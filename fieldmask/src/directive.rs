//! Parsing of directive strings such as `"last,3"` or `"corners,5-4"`.
//!
//! A directive is `method` or `method,options`. The method is everything
//! before the first `,`; the remainder is split on `,` into raw option tokens.
//! Parsing never fails: interpreting the tokens is left to the strategy, and
//! the bound helpers below return `None` for anything malformed so callers
//! can fall back to their defaults.

/// A parsed masking directive.
#[derive(Clone, Debug, PartialEq, Eq)]
pub struct Directive<'a> {
    method: &'a str,
    options: Vec<&'a str>,
}

impl<'a> Directive<'a> {
    /// Splits `raw` into a method name and its option tokens.
    ///
    /// ```
    /// use fieldmask::Directive;
    ///
    /// let directive = Directive::parse("corners,5-4");
    /// assert_eq!(directive.method(), "corners");
    /// assert_eq!(directive.options(), ["5-4"]);
    /// ```
    #[must_use]
    pub fn parse(raw: &'a str) -> Self {
        match raw.split_once(',') {
            Some((method, rest)) => Self {
                method,
                options: rest.split(',').collect(),
            },
            None => Self {
                method: raw,
                options: Vec::new(),
            },
        }
    }

    /// The strategy name.
    #[must_use]
    pub fn method(&self) -> &'a str {
        self.method
    }

    /// Raw option tokens following the method, in order.
    #[must_use]
    pub fn options(&self) -> &[&'a str] {
        &self.options
    }
}

/// Parses the first option as a single count (`"last,3"` → `3`).
#[must_use]
pub fn parse_count(options: &[&str]) -> Option<usize> {
    options.first()?.parse().ok()
}

/// Parses the first option as two `-`-separated counts (`"5-4"` → `(5, 4)`).
///
/// Returns `None` unless there are exactly two numeric parts.
#[must_use]
pub fn parse_bounds(options: &[&str]) -> Option<(usize, usize)> {
    let mut parts = options.first()?.split('-');
    let first = parts.next()?.parse().ok()?;
    let second = parts.next()?.parse().ok()?;
    if parts.next().is_some() {
        return None;
    }
    Some((first, second))
}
--- --- ---
TASK – Your answer should consist of all lines above that include the string "Parses".

WRITTEN ANSWER –
/// Parses the first option as a single count (`"last,3"` → `3`).
/// Parses the first option as two `-`-separated counts (`"5-4"` → `(5, 4)`).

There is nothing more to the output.